B&W, 1995, 82 mins. 21 secs.
Directed by Abel Ferrara
Starring Lili Taylor, Christopher Walken, Annabella Sciorra, Edie Falco, Michael Imperioli
Arrow Video (Blu-ray & DVD) (US/UK RA/RB HD/NTSC) / WS (1.85:1) (16:9)
The obvious parallels between vampirism and drug use have long fueled horror films ranging from Grave of the Vampire to Near Dark, but none have made it as forcefully and explicitly as The Addiction. The film marks one of the highest points in Ferrara's challenging '90s period following his troubled foray into big studio filmmaking with Body Snatchers, sandwiched in between two of his more under-appreciated dramas, Dangerous Game and The Funeral. Even classifying the film as horror at all feels like a stretch at times, though it does fit the bill if you view it as a descendant of the art house blood-drinking tactics of Ganja and Hess and Habit.
Lili Taylor stars as Kathleen, a New York City philosophy grad student who walks home alone after a night class about the history of war atrocities. Along the way she's dragged into an alley by a glamorous but vicious stranger, Casanova (Sciorra), who infects her with an insatiable need for blood. Through voiceover she talks herself through the process of coming to grips with her needs and the philosophical implications of her place as someone who's no longer really human, and she tries to come up with new ways of feeding her fix and coping with how to survive in a predatory world where all the rules have changed.

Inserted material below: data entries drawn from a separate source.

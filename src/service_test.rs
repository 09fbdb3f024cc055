#[cfg(test)]
mod tests {
    use std::collections::HashSet;

    use anyhow::Result;
    use data_model::test_objects::tests::{mock_build_identifier, TEST_WORKER};
    use opentelemetry_sdk::metrics::{InMemoryMetricExporter, PeriodicReader, SdkMeterProvider};

    use crate::{config::ServerConfig, registry::CallContext, service::Service};

    #[tokio::test(flavor = "multi_thread", worker_threads = 2)]
    async fn test_components_report_to_installed_meter_provider() -> Result<()> {
        let exporter = InMemoryMetricExporter::default();
        let provider = SdkMeterProvider::builder()
            .with_reader(PeriodicReader::builder(exporter.clone()).build())
            .build();
        let temp_dir = tempfile::tempdir()?;
        let config = ServerConfig {
            state_store_path: temp_dir.path().join("state").to_string_lossy().to_string(),
            ..Default::default()
        };

        let service = Service::with_meter_provider(config, Some(provider.clone())).await?;
        service
            .registry
            .reserve(
                &CallContext::default(),
                &mock_build_identifier("compile"),
                TEST_WORKER,
            )
            .await?;
        service.reaper.run_once().await?;
        provider.force_flush()?;

        let exported = exporter.get_finished_metrics().unwrap();
        let names: HashSet<String> = exported
            .iter()
            .flat_map(|resource| resource.scope_metrics())
            .flat_map(|scope| scope.metrics())
            .map(|metric| metric.name().to_string())
            .collect();
        for name in [
            "registry.reservations",
            "registry.reaper_passes",
            "registry.state_store_write_duration",
        ] {
            assert!(names.contains(name), "{} not exported: {:?}", name, names);
        }
        Ok(())
    }
}
pub mod collaborators;
pub mod config;
pub mod error;
pub mod garden;
pub mod reaper;
pub mod registry;
pub mod service;
pub mod tracing;

pub use collaborators::{OwnerCatalog, StoreOwnerCatalog, WorkerFleet};
pub use error::RegistryError;
pub use reaper::{ExpireReason, ReapReport, Reaper, ReaperConfig};
pub use registry::{CallContext, Registry, RegistryConfig, Reservation};

#[cfg(test)]
mod service_test;
#[cfg(test)]
mod testing;
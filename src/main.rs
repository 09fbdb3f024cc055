use std::path::PathBuf;

use clap::Parser;
use container_registry::{config::ServerConfig, service::Service, tracing::setup_tracing};
use tracing::{error, info_span};

#[derive(Parser)]
#[command(version, about, long_about = None)]
struct Cli {
    #[arg(short, long, value_name = "config file", help = "Path to config file")]
    config: Option<PathBuf>,
}

#[tokio::main]
async fn main() {
    let cli = Cli::parse();
    let config = match cli.config {
        Some(path) => match ServerConfig::from_path(&path.to_string_lossy()) {
            Ok(config) => config,
            Err(err) => {
                eprintln!("error loading config {}: {:?}", path.display(), err);
                std::process::exit(1);
            }
        },
        None => ServerConfig::default(),
    };

    let tracing_provider = match setup_tracing(&config) {
        Ok(provider) => provider,
        Err(err) => {
            eprintln!("error setting up tracing: {:?}", err);
            std::process::exit(1);
        }
    };

    let root_span = info_span!(
        "container-registry",
        env = config.env,
        "registry-instance" = config.instance_id()
    );
    let _guard = root_span.enter();

    match Service::new(config).await {
        Ok(service) => {
            if let Err(err) = service.start().await {
                error!("Error starting service: {:?}", err);
            }
        }
        Err(err) => error!("Error creating service: {:?}", err),
    }

    // export traces before shutdown
    if let Some(tracer_provider) = tracing_provider {
        if let Err(err) = tracer_provider.force_flush() {
            error!("Error flushing traces: {:?}", err);
        }
        if let Err(err) = tracer_provider.shutdown() {
            error!("Error shutting down tracer provider: {:?}", err);
        }
    }
}
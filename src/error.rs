use std::time::Duration;

use data_model::{ContainerHandle, ContainerState, IdentifierError};
use state_store::StoreError;

#[derive(Debug, thiserror::Error)]
pub enum RegistryError {
    #[error(transparent)]
    InvalidScope(#[from] IdentifierError),

    #[error("container {handle} already exists")]
    DuplicateHandle { handle: ContainerHandle },

    #[error("identifier {identifier_key} is reserved by container {holder}")]
    IdentifierReserved {
        identifier_key: String,
        holder: ContainerHandle,
    },

    #[error("container {handle} state conflict: {reason}")]
    StateConflict {
        handle: ContainerHandle,
        reason: String,
    },

    #[error("container {handle} not found")]
    NotFound { handle: ContainerHandle },

    #[error("container {handle} is {state}, reserve a new one")]
    Gone {
        handle: ContainerHandle,
        state: ContainerState,
    },

    #[error(
        "container {handle} on worker {worker_name} is still alive after {attempts} destroy attempts"
    )]
    PersistentOrphan {
        handle: ContainerHandle,
        worker_name: String,
        attempts: u32,
    },

    #[error("{operation} was cancelled")]
    Cancelled { operation: &'static str },

    #[error("{operation} did not finish within {timeout:?}")]
    TimedOut {
        operation: &'static str,
        timeout: Duration,
    },

    #[error(transparent)]
    Store(StoreError),
}

impl RegistryError {
    /// The caller may retry the operation, possibly after re-reading state.
    pub fn is_retryable(&self) -> bool {
        match self {
            Self::DuplicateHandle { .. } |
            Self::IdentifierReserved { .. } |
            Self::StateConflict { .. } |
            Self::TimedOut { .. } => true,
            Self::Store(err) => err.is_retryable(),
            _ => false,
        }
    }
}

impl From<StoreError> for RegistryError {
    fn from(err: StoreError) -> Self {
        match err {
            StoreError::DuplicateHandle { handle } => Self::DuplicateHandle { handle },
            StoreError::IdentifierReserved {
                identifier_key,
                holder,
            } => Self::IdentifierReserved {
                identifier_key,
                holder,
            },
            StoreError::StateConflict {
                handle,
                expected,
                actual,
            } => Self::StateConflict {
                handle,
                reason: format!("expected {}, found {}", expected, actual),
            },
            StoreError::InvalidTransition { handle, from, to } => Self::StateConflict {
                handle,
                reason: format!("cannot move from {} to {}", from, to),
            },
            StoreError::UsedSince {
                handle,
                observed_at,
                last_used_at,
            } => Self::StateConflict {
                handle,
                reason: format!("used at {} after {}", last_used_at, observed_at),
            },
            StoreError::NotFound { handle } => Self::NotFound { handle },
            other => Self::Store(other),
        }
    }
}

The decision to shoot this film in black-and-white is an inspired one, with Ferrara shooting the city in a radically different way than his other films like King of New York and Bad Lieutenant. The entire film really rests on Taylor's shoulders since the other cast members mostly have one or two scenes each, including a scene-stealing turn by Christopher Walken (who gets another one of his terrific monologues) and pre-Sopranos roles for Edie Falco and Taylor's boyfriend at the time, Michael Imperioli. The heavy emphasis on philosophy and meditative tone of the film caught some viewers off guard at the time, but Ferrara admirers will find plenty of rewards here including a fascinating spin on his usual Catholic themes and a striking female protagonist very different from any vampire on screen before or since.
Released in theaters by the long defunct October Films, The Addiction was very difficult to see for years outside of the VHS and laserdisc releases. Arrow Video fortunately rectified that situation with its simultaneous Blu-ray releases in the U.S. and U.K., sourced from a new 4K scan of the original negative. It's a real stunner with far more depth than the ancient transfer we've been stuck with (which was also used for a handful of questionable overseas DVD releases) and actually far more beautiful and elegant looking than it even appeared in theaters at the time. The film can be played with DTS-HD 5.1 or LPCM 2.0 audio options, with optional English SDH subtitles.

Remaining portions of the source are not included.